W e l c o m e

Welcome to this page of English-related links and things. As an EFL teacher I am often asked about resources to help with people's English studies outside the classroom.

  • The net also offers a plethora of other sites focusing on the more complex areas of the language like phrasal verbs, false friends and so on. As internet can be constantly updated (on a virtually daily basis, unlike most dictionaries) new vocabulary and cultural trends in the English-speaking world can also be more readily assimilated online.

  • As I am based in Madrid, sometimes students are curious to discover how British or American correspondents see Spain and Spanish current affairs, and often report facts more impartially than the local media.
  • I try and update the links column weekly if I find any new and potentially "useful" sites!

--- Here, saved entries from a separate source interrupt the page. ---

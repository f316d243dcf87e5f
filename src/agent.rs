// Cache fallback agent.
// Precaches the shell on install, evicts old generations on activate, and answers
// intercepted requests cache-first with network and root-document fallbacks.

use async_trait::async_trait;
use chrono::Utc;
use futures::future::try_join_all;

use crate::cache;
use crate::config::AgentConfig;
use crate::error::{AgentError, Result};
use crate::events::{EventHandler, FetchOutcome};
use crate::platform::{
    CacheStorage, Fetcher, NotificationClick, NotificationData, NotificationOptions, PushMessage,
    Request, Response, WorkerHost,
};

/// Action token that opens the app from a notification.
pub const PLAY_ACTION: &str = "play";

/// The offline agent, generic over its host collaborators.
pub struct CacheAgent<S, F, H> {
    config: AgentConfig,
    storage: S,
    fetcher: F,
    host: H,
}

impl<S, F, H> CacheAgent<S, F, H>
where
    S: CacheStorage,
    F: Fetcher,
    H: WorkerHost,
{
    pub fn new(config: AgentConfig, storage: S, fetcher: F, host: H) -> Self {
        Self {
            config,
            storage,
            fetcher,
            host,
        }
    }

    pub fn config(&self) -> &AgentConfig {
        &self.config
    }

    pub fn storage(&self) -> &S {
        &self.storage
    }

    pub fn host(&self) -> &H {
        &self.host
    }

    /// Name of the current cache generation.
    pub fn cache_name(&self) -> String {
        self.config.cache_name()
    }

    /// Requests for every configured asset, resolved against the origin.
    pub fn precache_requests(&self) -> Result<Vec<Request>> {
        self.config
            .assets
            .iter()
            .map(|asset| Ok(Request::get(self.config.resolve(asset)?.to_string())))
            .collect()
    }

    fn fallback_request(&self) -> Result<Request> {
        Ok(Request::get(
            self.config.resolve(&self.config.fallback_document)?.to_string(),
        ))
    }

    /// Resolve a possibly relative request URL, keeping method and mode.
    fn normalize(&self, request: &Request) -> Result<Request> {
        Ok(Request {
            url: self.config.resolve(&request.url)?.to_string(),
            method: request.method.clone(),
            mode: request.mode,
        })
    }

    /// Notification content for a push message.
    pub fn notification_options(&self, message: &PushMessage) -> NotificationOptions {
        let notification = &self.config.notification;
        NotificationOptions {
            body: message
                .data_text()
                .unwrap_or_else(|| notification.default_body.clone()),
            icon: notification.icon.clone(),
            badge: notification.badge.clone(),
            vibrate: notification.vibrate.clone(),
            data: NotificationData {
                date_of_arrival: Utc::now(),
                primary_key: 1,
            },
            actions: notification.actions.clone(),
        }
    }

    /// Cache first, then network.
    async fn serve(&self, request: &Request) -> Result<Response> {
        if let Some(response) = self.storage.match_request(request).await? {
            tracing::debug!(url = %request.url, "Serving from cache");
            return Ok(response);
        }
        self.fetcher.fetch(request).await
    }

    /// Cached root document for navigations that could not be served.
    async fn navigation_fallback(&self, request: &Request) -> Result<Response> {
        let fallback = self.fallback_request()?;
        self.storage
            .match_request(&fallback)
            .await?
            .ok_or_else(|| AgentError::NoFallback(request.url.clone()))
    }

    /// Replay requests queued while offline.
    ///
    /// Extension point: no offline request queue exists yet, so there is
    /// nothing to replay and this always succeeds.
    async fn replay_offline_requests(&self) -> Result<()> {
        tracing::debug!("No queued offline requests to replay");
        Ok(())
    }

    /// Re-fetch the root document into the current cache.
    async fn refresh_content(&self) -> Result<()> {
        let cache = self.storage.open(&self.cache_name()).await?;
        cache::add(&cache, &self.fetcher, &self.fallback_request()?).await
    }
}

#[async_trait]
impl<S, F, H> EventHandler for CacheAgent<S, F, H>
where
    S: CacheStorage,
    F: Fetcher,
    H: WorkerHost,
{
    async fn on_install(&self) -> Result<()> {
        let name = self.cache_name();
        tracing::info!(cache = %name, "Installing");

        let cache = self.storage.open(&name).await?;
        let requests = self.precache_requests()?;
        tracing::info!(cache = %name, count = requests.len(), "Caching files");
        cache::add_all(&cache, &self.fetcher, &requests).await?;

        self.host.skip_waiting().await
    }

    async fn on_activate(&self) -> Result<Vec<String>> {
        let current = self.cache_name();
        tracing::info!(cache = %current, "Activating");

        let stale: Vec<String> = self
            .storage
            .keys()
            .await?
            .into_iter()
            .filter(|name| *name != current)
            .collect();

        try_join_all(stale.iter().map(|name| {
            tracing::info!(cache = %name, "Deleting old cache");
            self.storage.delete(name)
        }))
        .await?;

        self.host.claim_clients().await?;
        Ok(stale)
    }

    async fn on_fetch(&self, request: &Request) -> Result<FetchOutcome> {
        // Checked on the raw URL so unparsable backend URLs still pass through
        if self.config.is_bypassed(&request.url) {
            tracing::debug!(url = %request.url, "Passing through to network");
            return Ok(FetchOutcome::PassThrough);
        }
        let request = self.normalize(request)?;

        match self.serve(&request).await {
            Ok(response) => Ok(FetchOutcome::Respond(response)),
            Err(e) if request.is_navigation() => {
                tracing::warn!(url = %request.url, error = %e, "Offline navigation, serving fallback");
                self.navigation_fallback(&request)
                    .await
                    .map(FetchOutcome::Respond)
            }
            Err(e) => Err(e),
        }
    }

    async fn on_push(&self, message: &PushMessage) -> Result<()> {
        tracing::info!("Push notification received");
        let options = self.notification_options(message);
        self.host
            .show_notification(&self.config.notification.title, options)
            .await
    }

    async fn on_notification_click(&self, click: &NotificationClick) -> Result<()> {
        tracing::info!(action = %click.action, "Notification clicked");
        if let Err(e) = self.host.close_notification(&click.notification).await {
            tracing::warn!(error = %e, "Failed to close notification");
        }

        if click.action == PLAY_ACTION {
            let url = self.config.resolve(&self.config.fallback_document)?;
            self.host.open_window(url.as_str()).await?;
        }
        Ok(())
    }

    async fn on_sync(&self, tag: &str) -> Result<()> {
        if tag != self.config.sync_tag {
            tracing::debug!(tag, "Ignoring unknown sync tag");
            return Ok(());
        }

        tracing::info!(tag, "Syncing offline requests");
        self.replay_offline_requests().await
    }

    async fn on_periodic_sync(&self, tag: &str) -> Result<()> {
        if tag != self.config.periodic_sync_tag {
            tracing::debug!(tag, "Ignoring unknown periodic sync tag");
            return Ok(());
        }

        tracing::info!(tag, "Periodic sync triggered, updating content");
        if let Err(e) = self.refresh_content().await {
            tracing::error!(error = %e, "Failed to update content");
        }
        Ok(())
    }
}
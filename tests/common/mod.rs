// Shared helpers for integration tests.
// A canned-response fetcher that counts every network call.

#![allow(dead_code)]

use std::collections::HashMap;
use std::sync::atomic::{AtomicBool, AtomicUsize, Ordering};

use async_trait::async_trait;
use offline_shell::platform::{Fetcher, Request, Response};
use offline_shell::{AgentError, Result};

/// Fetcher returning canned responses. Unknown URLs fail like a dropped
/// connection.
#[derive(Debug, Default)]
pub struct MockFetcher {
    responses: HashMap<String, (u16, Vec<u8>)>,
    calls: AtomicUsize,
    offline: AtomicBool,
}

impl MockFetcher {
    pub fn new() -> Self {
        Self::default()
    }

    pub fn with_response(mut self, url: &str, status: u16, body: impl Into<Vec<u8>>) -> Self {
        self.responses
            .insert(Request::get(url).cache_key(), (status, body.into()));
        self
    }

    pub fn calls(&self) -> usize {
        self.calls.load(Ordering::SeqCst)
    }

    pub fn set_offline(&self, offline: bool) {
        self.offline.store(offline, Ordering::SeqCst);
    }
}

#[async_trait]
impl Fetcher for MockFetcher {
    async fn fetch(&self, request: &Request) -> Result<Response> {
        self.calls.fetch_add(1, Ordering::SeqCst);

        if self.offline.load(Ordering::SeqCst) {
            return Err(AgentError::Other(format!(
                "network unreachable: {}",
                request.url
            )));
        }

        match self.responses.get(&request.cache_key()) {
            Some((status, body)) => Ok(Response::new(request.url.clone(), *status, body.clone())),
            None => Err(AgentError::Other(format!(
                "connection refused: {}",
                request.url
            ))),
        }
    }
}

  • Also, these pages will save me sending out long links by email!

Enjoy it!

Sunday 7 January 2007

Capital letters

Hello and welcome to the blog that isn't a blog really.

For those of you scratching your heads and wondering why words like January and British are written without capital letters in some of the headings on this blog after teachers like myself have persistently drummed into your heads that those capitals are necessary and that "English isn't Spanish" and so on, let me just explain that this is done for stylistic effect (just ask E.E. Cummings*).

A bit like me signing off at the end of each post in all lower-case letters.

I didn't program the template HTML, that's how it comes! It also looks that bit "cooler" (apparently) even though it's technically wrong. A bit like all those Spanish people with "ñ"s in their names that have to change then to "n"s or "ny" or whatever on their email addresses.

Wrong, but tolerated due to technical limitations
.

But don't ever think of doing it on a piece of written work though.

Or in a letter.

Or even in an email.

Because what might look cool to some people in a certain place looks a bit silly to others.

Ever see all those funny text messages written at the bottom of the screen during those afternoon television shows?

Then try and imagine they were written by a retired army general and not a spotty teenager.


*P.S. : I wouldn't seriously recommend asking E.E. Cummings... he's dead, you know. An ex-poet, he has ceased to be... etc. etc.